- Born: March 6, 1895 Philadelphia, Pennsylvania
- Died: June 22, 1989 (aged 94) Roxborough, Philadelphia, Pennsylvania
- Education: University of Pennsylvania School of Medicine, 1920
- Occupation: Physician
- Known for: developed the first practical ballistocardiograph
- Awards: Albert Lasker Award for Basic Medical Research (1957) Kober Medal (1967) Burger Medal (1977)

= Isaac Starr =

American physician, heart disease specialist and clinical epidemiologist

Isaac "Jack" Starr (March 6, 1895 – June 22, 1989), known as the father of ballistocardiography, was an American physician, heart disease specialist, and clinical epidemiologist notable for developing the first practical ballistocardiograph. His early academic positions included being an assistant professor in pharmacology and later the first Hartzell Professor of Research Therapeutics at the Perelman School of Medicine at the University of Pennsylvania as well as dean of the school from 1945 to 1948.

==Education==
Starr attended primary and secondary school in Philadelphia, graduating from the Chestnut Hill Academy in 1912. From there he went to Princeton University where he received his Bachelor of Science degree, graduating magna cum laude in 1916. He received his Doctor of Medicine degree from the Perelman School of Medicine at the University of Pennsylvania in 1920.

After receiving his M.D., Starr went to Massachusetts General Hospital in Boston where he completed his internship before returning to Penn, where he later became a heart disease specialist, motivated by the heart disease-related death of his mother.

==Career==
After returning to Penn, Starr joined Alfred Newton Richards' group investigating mechanisms by which the kidney created urine. At the request of Richards, Starr became one of the first assistant professors at the University of Pennsylvania School of Medicine in 1928, doing research which used physics and mathematics in the study of the heart, and leading a course in clinical pharmacology for the medical students.

In 1933, he became the first Hartzell Professor of Research Therapeutics at the University of Pennsylvania School of Medicine and held the position until 1961. The endowed chair funded everything except for salaries for his research assistants.

Starr had known that heart disease could precede congestive heart failure by several years, but at the time heart disease was typically diagnosed at autopsy by a pathologist. This led him, shortly after joining Penn, to participate in a cardiac output methods program by the American Physiological Society. At this program, his colleague, Yandell Henderson, demonstrated an apparatus for measuring cardiac output, a ballistocardiograph. This project, a suspended bed rigged with springs to pick up resonance frequencies and amplify them, inspired Starr to develop a practical version for use in his own research, with the help of the Eldridge Reeves Johnson Foundation for Medical Physics. This new device used an optical recording system for more accurate readings, however, due to the low natural frequency of heartbeats, patients had to hold their breath while using it.

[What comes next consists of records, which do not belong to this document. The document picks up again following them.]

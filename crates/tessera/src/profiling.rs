//! Event sink recording named timed events during partitioning and
//! execution, exportable as a Chrome-trace JSON document.
//!
//! The profiler is an explicit instance passed to whoever should record into
//! it; nothing here is process-global. It starts disabled, buffers up to a
//! fixed number of events once started, and warns exactly once when the
//! buffer cap is reached.

use std::collections::BTreeMap;
use std::sync::atomic::{AtomicBool, Ordering};
use std::sync::Mutex;
use std::time::Instant;

use serde::Serialize;
use tracing::warn;

/// Default event-buffer capacity.
pub const DEFAULT_MAX_EVENTS: usize = 1_000_000;

#[derive(Debug, Clone, Copy, PartialEq, Eq, Serialize)]
#[serde(rename_all = "snake_case")]
pub enum EventCategory {
    Session,
    Partition,
    Provider,
    Node,
}

impl EventCategory {
    fn as_str(self) -> &'static str {
        match self {
            EventCategory::Session => "session",
            EventCategory::Partition => "partition",
            EventCategory::Provider => "provider",
            EventCategory::Node => "node",
        }
    }
}

/// One completed timed event.
#[derive(Debug, Clone, Serialize)]
pub struct EventRecord {
    pub category: EventCategory,
    pub name: String,
    /// Microseconds since profiling started.
    pub timestamp_us: u64,
    pub duration_us: u64,
    pub args: BTreeMap<String, String>,
}

struct ProfilerInner {
    origin: Instant,
    events: Vec<EventRecord>,
    overflow_warned: bool,
}

/// Bounded sink for named timed events.
pub struct Profiler {
    enabled: AtomicBool,
    max_events: usize,
    inner: Mutex<ProfilerInner>,
}

impl Profiler {
    pub fn new() -> Self {
        Self::with_capacity(DEFAULT_MAX_EVENTS)
    }

    pub fn with_capacity(max_events: usize) -> Self {
        Self {
            enabled: AtomicBool::new(false),
            max_events,
            inner: Mutex::new(ProfilerInner {
                origin: Instant::now(),
                events: Vec::new(),
                overflow_warned: false,
            }),
        }
    }

    /// Starts recording. Resets the time origin; previously collected events
    /// are kept.
    pub fn start(&self) {
        let mut inner = self.inner.lock().expect("profiler mutex poisoned");
        inner.origin = Instant::now();
        self.enabled.store(true, Ordering::Release);
    }

    /// Stops recording; buffered events remain available for export.
    pub fn stop(&self) {
        self.enabled.store(false, Ordering::Release);
    }

    pub fn is_enabled(&self) -> bool {
        self.enabled.load(Ordering::Acquire)
    }

    /// Opens a RAII scope that records one event covering its lifetime.
    pub fn scope(&self, category: EventCategory, name: impl Into<String>) -> ProfileScope<'_> {
        ProfileScope {
            profiler: self,
            category,
            name: name.into(),
            start: Instant::now(),
            args: BTreeMap::new(),
        }
    }

    /// Records one event that started at `start` and ends now.
    pub fn record_event(
        &self,
        category: EventCategory,
        name: impl Into<String>,
        start: Instant,
        args: BTreeMap<String, String>,
    ) {
        if !self.is_enabled() {
            return;
        }
        let duration_us = start.elapsed().as_micros() as u64;
        let mut inner = self.inner.lock().expect("profiler mutex poisoned");
        let timestamp_us = start.duration_since(inner.origin).as_micros() as u64;
        if inner.events.len() >= self.max_events {
            if !inner.overflow_warned {
                warn!(
                    max_events = self.max_events,
                    "profiler event buffer full; dropping further events"
                );
                inner.overflow_warned = true;
            }
            return;
        }
        inner.events.push(EventRecord {
            category,
            name: name.into(),
            timestamp_us,
            duration_us,
            args,
        });
    }

    /// Snapshot of the buffered events.
    pub fn events(&self) -> Vec<EventRecord> {
        self.inner
            .lock()
            .expect("profiler mutex poisoned")
            .events
            .clone()
    }

    /// Serializes the buffered events as a Chrome-trace document (complete
    /// `X`-phase events, microsecond timestamps).
    pub fn export_chrome_trace(&self) -> serde_json::Result<String> {
        #[derive(Serialize)]
        struct ChromeTraceEvent<'a> {
            cat: &'a str,
            pid: u32,
            tid: u64,
            dur: u64,
            ts: u64,
            ph: &'a str,
            name: &'a str,
            args: &'a BTreeMap<String, String>,
        }

        let inner = self.inner.lock().expect("profiler mutex poisoned");
        let trace: Vec<ChromeTraceEvent<'_>> = inner
            .events
            .iter()
            .map(|event| ChromeTraceEvent {
                cat: event.category.as_str(),
                pid: std::process::id(),
                tid: 0,
                dur: event.duration_us,
                ts: event.timestamp_us,
                ph: "X",
                name: &event.name,
                args: &event.args,
            })
            .collect();
        serde_json::to_string_pretty(&trace)
    }
}

impl Default for Profiler {
    fn default() -> Self {
        Self::new()
    }
}

/// Guard recording one event when dropped.
pub struct ProfileScope<'a> {
    profiler: &'a Profiler,
    category: EventCategory,
    name: String,
    start: Instant,
    args: BTreeMap<String, String>,
}

impl ProfileScope<'_> {
    /// Attaches a string argument carried into the recorded event.
    pub fn arg(mut self, key: impl Into<String>, value: impl Into<String>) -> Self {
        self.args.insert(key.into(), value.into());
        self
    }
}

impl Drop for ProfileScope<'_> {
    fn drop(&mut self) {
        let name = std::mem::take(&mut self.name);
        let args = std::mem::take(&mut self.args);
        self.profiler
            .record_event(self.category, name, self.start, args);
    }
}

The issue with led him to modify the design of the bed to counteract the minute movements using springs, thereby fixing this flaw and allowing the patients to breathe. The final device, introduced in November 1939 by Starr and Dr. Henry A. Schroeder, was used to measure cardiac output and led to the first accurate physical measurements and to detection of when the heart chambers do not contract simultaneously. The most notable use, however, was that of detecting heart abnormalities much earlier and more accurately in patients, leading to further development and extensive contributions to the field from 1930 to 1960.

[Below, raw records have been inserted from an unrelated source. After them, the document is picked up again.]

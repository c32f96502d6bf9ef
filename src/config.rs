/// External configuration loader.
///
/// Reads `config.toml` from the executable's directory (or CWD).
/// Falls back to sensible defaults if the file is missing or incomplete.

use serde::Deserialize;
use std::path::PathBuf;

// ── Public Config Struct ──

#[derive(Clone, Debug)]
pub struct GameConfig {
    pub timing: TimingConfig,
    pub rules: RulesConfig,
}

/// All deadlines and rate limits, in milliseconds of session clock.
#[derive(Clone, Debug)]
pub struct TimingConfig {
    pub move_cooldown_ms: u64,
    pub danger_duration_ms: u64,
    pub level_time_ms: u64,
    pub dew_respawn_interval_ms: u64,
    pub dew_pulse_ms: u64,
    pub shade_linger_ms: u64,
}

#[derive(Clone, Debug)]
pub struct RulesConfig {
    /// Distinct folded tiles Mimosa needs before the level can finish.
    pub required_shades: usize,
    /// Moisture units Moss can carry at once.
    pub moisture_cap: u32,
    /// Generator floor: every level gets at least this many Sun tiles.
    pub min_sun_tiles: usize,
}

// ── TOML Schema (with serde defaults) ──

#[derive(Deserialize, Debug, Default)]
struct TomlConfig {
    #[serde(default)]
    timing: TomlTiming,
    #[serde(default)]
    rules: TomlRules,
}

#[derive(Deserialize, Debug)]
struct TomlTiming {
    #[serde(default = "default_move_cooldown")]
    move_cooldown_ms: u64,
    #[serde(default = "default_danger_duration")]
    danger_duration_ms: u64,
    #[serde(default = "default_level_time")]
    level_time_ms: u64,
    #[serde(default = "default_dew_respawn")]
    dew_respawn_interval_ms: u64,
    #[serde(default = "default_dew_pulse")]
    dew_pulse_ms: u64,
    #[serde(default = "default_shade_linger")]
    shade_linger_ms: u64,
}

#[derive(Deserialize, Debug)]
struct TomlRules {
    #[serde(default = "default_required_shades")]
    required_shades: usize,
    #[serde(default = "default_moisture_cap")]
    moisture_cap: u32,
    #[serde(default = "default_min_sun")]
    min_sun_tiles: usize,
}

// ── Defaults ──

fn default_move_cooldown() -> u64 { 110 }
fn default_danger_duration() -> u64 { 7000 }
fn default_level_time() -> u64 { 120_000 }   // two minutes per level
fn default_dew_respawn() -> u64 { 30_000 }
fn default_dew_pulse() -> u64 { 2200 }
fn default_shade_linger() -> u64 { 3500 }

fn default_required_shades() -> usize { 5 }
fn default_moisture_cap() -> u32 { 5 }
fn default_min_sun() -> usize { 5 }

impl Default for TomlTiming {
    fn default() -> Self {
        TomlTiming {
            move_cooldown_ms: default_move_cooldown(),
            danger_duration_ms: default_danger_duration(),
            level_time_ms: default_level_time(),
            dew_respawn_interval_ms: default_dew_respawn(),
            dew_pulse_ms: default_dew_pulse(),
            shade_linger_ms: default_shade_linger(),
        }
    }
}

impl Default for TomlRules {
    fn default() -> Self {
        TomlRules {
            required_shades: default_required_shades(),
            moisture_cap: default_moisture_cap(),
            min_sun_tiles: default_min_sun(),
        }
    }
}

impl Default for GameConfig {
    fn default() -> Self {
        GameConfig::from_toml(TomlConfig::default())
    }
}

// ── Loading ──

impl GameConfig {
    /// Load config from `config.toml`.
    /// Search order: (1) exe directory, (2) current working directory.
    /// Missing file or missing keys gracefully fall back to defaults.
    pub fn load() -> Self {
        GameConfig::from_toml(load_toml(&candidate_dirs()))
    }

    fn from_toml(toml_cfg: TomlConfig) -> Self {
        GameConfig {
            timing: TimingConfig {
                move_cooldown_ms: toml_cfg.timing.move_cooldown_ms,
                danger_duration_ms: toml_cfg.timing.danger_duration_ms,
                level_time_ms: toml_cfg.timing.level_time_ms,
                dew_respawn_interval_ms: toml_cfg.timing.dew_respawn_interval_ms,
                dew_pulse_ms: toml_cfg.timing.dew_pulse_ms,
                shade_linger_ms: toml_cfg.timing.shade_linger_ms,
            },
            rules: RulesConfig {
                required_shades: toml_cfg.rules.required_shades,
                moisture_cap: toml_cfg.rules.moisture_cap,
                min_sun_tiles: toml_cfg.rules.min_sun_tiles,
            },
        }
    }
}

/// Candidate directories to search: exe dir + CWD (deduplicated).
fn candidate_dirs() -> Vec<PathBuf> {
    let mut dirs = vec![];

    if let Ok(exe) = std::env::current_exe() {
        let resolved = exe.canonicalize().unwrap_or(exe);
        if let Some(parent) = resolved.parent() {
            dirs.push(parent.to_path_buf());
        }
    }

    if let Ok(cwd) = std::env::current_dir() {
        if !dirs.iter().any(|d| d == &cwd) {
            dirs.push(cwd);
        }
    }

    if dirs.is_empty() {
        dirs.push(PathBuf::from("."));
    }

    dirs
}

fn load_toml(search_dirs: &[PathBuf]) -> TomlConfig {
    for dir in search_dirs {
        let path = dir.join("config.toml");
        if path.exists() {
            match std::fs::read_to_string(&path) {
                Ok(text) => match toml::from_str::<TomlConfig>(&text) {
                    Ok(cfg) => return cfg,
                    Err(e) => {
                        eprintln!("Warning: config.toml parse error: {e}");
                        eprintln!("Using default settings.");
                        return TomlConfig::default();
                    }
                },
                Err(e) => {
                    eprintln!("Warning: could not read {}: {e}", path.display());
                }
            }
        }
    }
    TomlConfig::default()
}

#[cfg(test)]
mod tests {
    use super::*;

    #[test]
    fn partial_toml_fills_in_defaults() {
        let cfg: TomlConfig = toml::from_str("[timing]\nmove_cooldown_ms = 80\n").unwrap();
        let cfg = GameConfig::from_toml(cfg);
        assert_eq!(cfg.timing.move_cooldown_ms, 80);
        assert_eq!(cfg.timing.danger_duration_ms, 7000);
        assert_eq!(cfg.rules.required_shades, 5);
    }

    #[test]
    fn empty_toml_is_all_defaults() {
        let cfg = GameConfig::from_toml(toml::from_str("").unwrap());
        assert_eq!(cfg.timing.level_time_ms, 120_000);
        assert_eq!(cfg.rules.moisture_cap, 5);
        assert_eq!(cfg.rules.min_sun_tiles, 5);
    }
}
/// Entry point and game loop.

mod config;
mod domain;
mod sim;
mod ui;

use std::time::{Duration, Instant};

use crossterm::event::KeyCode;
use rand::Rng;

use config::GameConfig;
use domain::actor::ActorId;
use sim::event::{ClearReason, GameEvent, Outcome};
use sim::level;
use sim::session::{LevelSession, Phase};
use ui::input::InputState;
use ui::renderer::Renderer;
use ui::sound::SoundEngine;

const FRAME_SLEEP: Duration = Duration::from_millis(5);

fn main() {
    let config = GameConfig::load();
    let mut rng = rand::thread_rng();

    let mut session = LevelSession::new(config);
    level::load_level(&mut session, 0, &mut rng);

    let mut renderer = Renderer::new();
    if let Err(e) = renderer.init() {
        eprintln!("Terminal init failed: {e}");
        return;
    }

    let sound = SoundEngine::new();

    let result = game_loop(&mut session, &mut renderer, sound.as_ref(), &mut rng);

    if let Err(e) = renderer.cleanup() {
        eprintln!("Terminal cleanup failed: {e}");
    }
    if let Err(e) = result {
        eprintln!("Game error: {e}");
    }

    println!();
    println!("Thanks for playing Dewfold!");
}

fn game_loop(
    session: &mut LevelSession,
    renderer: &mut Renderer,
    sound: Option<&SoundEngine>,
    rng: &mut impl Rng,
) -> Result<(), Box<dyn std::error::Error>> {
    let mut input = InputState::new();
    let mut last_frame = Instant::now();

    loop {
        input.drain();
        if input.interrupted() || input.pressed(KeyCode::Esc) {
            break;
        }
        handle_meta(session, &input, rng);

        let mut events = Vec::new();
        if session.phase == Phase::Playing {
            events.extend(handle_player_input(session, &input));
        }

        let delta = last_frame.elapsed();
        last_frame = Instant::now();
        events.extend(session.tick(delta.as_millis() as u64, rng));

        process_sound_events(sound, &events);
        renderer.render(session)?;
        std::thread::sleep(FRAME_SLEEP);
    }

    Ok(())
}

// ── Key Constants ──
//
// Two players share the keyboard: Mimosa on WASD + Space, Moss on the
// arrow keys + M. Movement keys repeat while held; the session's move
// cooldown does the actual rate limiting.

const KEYS_MIMOSA: [(&[KeyCode], (i32, i32)); 4] = [
    (&[KeyCode::Char('w'), KeyCode::Char('W')], (0, -1)),
    (&[KeyCode::Char('s'), KeyCode::Char('S')], (0, 1)),
    (&[KeyCode::Char('a'), KeyCode::Char('A')], (-1, 0)),
    (&[KeyCode::Char('d'), KeyCode::Char('D')], (1, 0)),
];

const KEYS_MOSS: [(&[KeyCode], (i32, i32)); 4] = [
    (&[KeyCode::Up], (0, -1)),
    (&[KeyCode::Down], (0, 1)),
    (&[KeyCode::Left], (-1, 0)),
    (&[KeyCode::Right], (1, 0)),
];

fn handle_player_input(session: &mut LevelSession, input: &InputState) -> Vec<GameEvent> {
    let mut events = Vec::new();

    if let Some((dx, dy)) = detect_movement(input, &KEYS_MIMOSA) {
        events.extend(session.handle_move(ActorId::Mimosa, dx, dy));
    }
    if let Some((dx, dy)) = detect_movement(input, &KEYS_MOSS) {
        events.extend(session.handle_move(ActorId::Moss, dx, dy));
    }
    if input.pressed(KeyCode::Char(' ')) {
        events.extend(session.handle_fold());
    }
    if input.any_pressed(&[KeyCode::Char('m'), KeyCode::Char('M')]) {
        events.extend(session.handle_resource());
    }

    events
}

fn detect_movement(input: &InputState, keys: &[(&[KeyCode], (i32, i32)); 4]) -> Option<(i32, i32)> {
    for (codes, delta) in keys {
        if input.any_held(codes) {
            return Some(*delta);
        }
    }
    None
}

/// Session-level controls: start, pause, restart, next level.
fn handle_meta(session: &mut LevelSession, input: &InputState, rng: &mut impl Rng) {
    match session.phase {
        Phase::Ready => {
            if input.pressed(KeyCode::Enter) {
                session.start();
            }
        }
        Phase::Playing | Phase::Paused => {
            if input.any_pressed(&[KeyCode::Char('p'), KeyCode::Char('P')]) {
                session.toggle_pause();
            }
            if input.any_pressed(&[KeyCode::Char('r'), KeyCode::Char('R')]) {
                restart(session, session.level_index, rng);
            }
        }
        Phase::Over => {
            if input.any_pressed(&[KeyCode::Char('r'), KeyCode::Char('R')]) {
                restart(session, session.level_index, rng);
            }
            if input.any_pressed(&[KeyCode::Char('n'), KeyCode::Char('N')]) {
                restart(session, session.level_index + 1, rng);
            }
        }
    }
}

/// Rebuild the whole session for the given level and begin play
/// immediately. Index past the last preset repeats the final level.
fn restart(session: &mut LevelSession, index: usize, rng: &mut impl Rng) {
    level::load_level(session, index, rng);
    session.start();
}

fn process_sound_events(sound: Option<&SoundEngine>, events: &[GameEvent]) {
    let Some(sfx) = sound else { return };
    for event in events {
        match event {
            GameEvent::DewSpawned { .. } | GameEvent::DewCollected { .. } => sfx.play_collect(),
            GameEvent::TileMoistened { .. } => sfx.play_moisten(),
            GameEvent::TileFolded { .. } => sfx.play_fold(),
            GameEvent::SwitchActivated { .. } => sfx.play_unlock(),
            GameEvent::DangerStarted { .. } => sfx.play_danger(),
            GameEvent::DangerCleared { reason: ClearReason::Rescued { .. }, .. } => {
                sfx.play_rescue()
            }
            GameEvent::SessionEnded { outcome: Outcome::Victory, .. } => sfx.play_victory(),
            GameEvent::SessionEnded { outcome: Outcome::Defeat, .. } => sfx.play_defeat(),
            _ => {}
        }
    }
}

Before the redesign, however, in 1936, Starr had secured records on multiple healthy people, namely medical students, faculty, friends, and family members. Over the next 40 years, he would study his subjects and eventually report a clinical series on them, detailing such observations as, "Patients with clinical evidence of ischemic heart disease who also had abnormal BCGs developed twice as many recurrences as did those having ischemic heart disease and normal records."

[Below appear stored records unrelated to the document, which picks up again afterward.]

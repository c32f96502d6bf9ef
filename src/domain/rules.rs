/// Movement legality and finish eligibility — truth-table driven.
///
/// Pure functions operating on borrowed state, no side effects.
/// These encode "what is legal" without performing the action.
///
/// ## Destination Truth Table
///
/// ┌──────────────────────────────────────┬───────┐
/// │ Condition                            │ Enter?│
/// ├──────────────────────────────────────┼───────┤
/// │ Dest out of grid bounds              │ DENY  │
/// │ Dest is mover's own gate, closed     │ DENY  │
/// │ Dest is the teammate's goal cell     │ DENY  │
/// │ Otherwise                            │ ALLOW │
/// └──────────────────────────────────────┴───────┘
///
/// A closed gate blocks its OWNER (the actor whose exit it guards);
/// the teammate walks over it freely. Each actor may only ever stand
/// on their own goal cell, even after both gates open.

use super::actor::{ActorId, Gate, GateId};
use super::grid::Grid;

/// Immutable view of the board for movement queries.
pub struct BoardView<'a> {
    pub gate_a: &'a Gate,
    pub gate_b: &'a Gate,
    pub goal_a: (i32, i32),
    pub goal_b: (i32, i32),
}

impl<'a> BoardView<'a> {
    /// May `actor` step onto (x, y)? See truth table above.
    pub fn can_enter(&self, actor: ActorId, x: i32, y: i32) -> bool {
        if !Grid::in_bounds(x, y) {
            return false;
        }
        let own_gate = match actor {
            ActorId::Mimosa => self.gate_a,
            ActorId::Moss => self.gate_b,
        };
        if own_gate.closed_at(x, y) {
            return false;
        }
        let other_goal = match actor {
            ActorId::Mimosa => self.goal_b,
            ActorId::Moss => self.goal_a,
        };
        (x, y) != other_goal
    }
}

/// One unmet requirement blocking the level finish.
#[derive(Clone, Copy, PartialEq, Eq, Debug)]
pub enum FinishBlocker {
    ShadesIncomplete { have: usize, need: usize },
    DewRemaining { count: usize },
    GateClosed(GateId),
}

/// Finish eligibility: Mimosa has folded enough distinct tiles, all dew
/// is collected, and both gates stand open. Returns every unmet
/// requirement (empty = eligible). Shared by the goal soft-reject and
/// the win check.
pub fn finish_blockers(
    shades_done: usize,
    shades_required: usize,
    dew_remaining: usize,
    gate_a: &Gate,
    gate_b: &Gate,
) -> Vec<FinishBlocker> {
    let mut unmet = Vec::new();
    if shades_done < shades_required {
        unmet.push(FinishBlocker::ShadesIncomplete { have: shades_done, need: shades_required });
    }
    if dew_remaining > 0 {
        unmet.push(FinishBlocker::DewRemaining { count: dew_remaining });
    }
    if !gate_a.open {
        unmet.push(FinishBlocker::GateClosed(GateId::A));
    }
    if !gate_b.open {
        unmet.push(FinishBlocker::GateClosed(GateId::B));
    }
    unmet
}

#[cfg(test)]
mod tests {
    use super::*;
    use crate::domain::grid::{HEIGHT, WIDTH};

    fn gates(a_open: bool, b_open: bool) -> (Gate, Gate) {
        (
            Gate { id: GateId::A, x: 1, y: HEIGHT - 1, open: a_open, owner: ActorId::Mimosa },
            Gate { id: GateId::B, x: WIDTH - 2, y: HEIGHT - 1, open: b_open, owner: ActorId::Moss },
        )
    }

    fn view<'a>(gate_a: &'a Gate, gate_b: &'a Gate) -> BoardView<'a> {
        BoardView {
            gate_a,
            gate_b,
            goal_a: (0, HEIGHT - 1),
            goal_b: (WIDTH - 1, HEIGHT - 1),
        }
    }

    #[test]
    fn bounds_deny_entry() {
        let (a, b) = gates(true, true);
        let v = view(&a, &b);
        assert!(!v.can_enter(ActorId::Mimosa, -1, 0));
        assert!(!v.can_enter(ActorId::Moss, WIDTH, 0));
        assert!(!v.can_enter(ActorId::Moss, 0, HEIGHT));
        assert!(v.can_enter(ActorId::Moss, 0, 0));
    }

    #[test]
    fn closed_gate_blocks_only_its_owner() {
        let (a, b) = gates(false, true);
        let v = view(&a, &b);
        assert!(!v.can_enter(ActorId::Mimosa, 1, HEIGHT - 1));
        assert!(v.can_enter(ActorId::Moss, 1, HEIGHT - 1));
    }

    #[test]
    fn open_gate_admits_owner() {
        let (a, b) = gates(true, true);
        let v = view(&a, &b);
        assert!(v.can_enter(ActorId::Mimosa, 1, HEIGHT - 1));
    }

    #[test]
    fn teammate_goal_is_always_off_limits() {
        let (a, b) = gates(true, true);
        let v = view(&a, &b);
        assert!(!v.can_enter(ActorId::Mimosa, WIDTH - 1, HEIGHT - 1));
        assert!(!v.can_enter(ActorId::Moss, 0, HEIGHT - 1));
        // Own goals stay reachable.
        assert!(v.can_enter(ActorId::Mimosa, 0, HEIGHT - 1));
        assert!(v.can_enter(ActorId::Moss, WIDTH - 1, HEIGHT - 1));
    }

    #[test]
    fn blockers_list_every_unmet_requirement() {
        let (a, b) = gates(false, true);
        let unmet = finish_blockers(3, 5, 2, &a, &b);
        assert_eq!(
            unmet,
            vec![
                FinishBlocker::ShadesIncomplete { have: 3, need: 5 },
                FinishBlocker::DewRemaining { count: 2 },
                FinishBlocker::GateClosed(GateId::A),
            ]
        );
    }

    #[test]
    fn no_blockers_when_eligible() {
        let (a, b) = gates(true, true);
        assert!(finish_blockers(5, 5, 0, &a, &b).is_empty());
    }
}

During World War II, Isaac Starr and Dr. Eugene A. Stead were members of a committee of the National Research Council that was tasked with deciding which chemicals and medications were considered important to medicine. Stead noted in a memoir he felt indebted to Starr for taking him to the National Gallery of Art during some free hours after a day of work which lead to his appreciation of art.

Starr was one of the first people to suggest that venous congestion was related to the volume of blood and the muscle tone of the vessels, while a weakened heart's contributions were less important than previously thought. He also questioned whether the kidney and its endocrine function were involved in the disease's pathogenesis.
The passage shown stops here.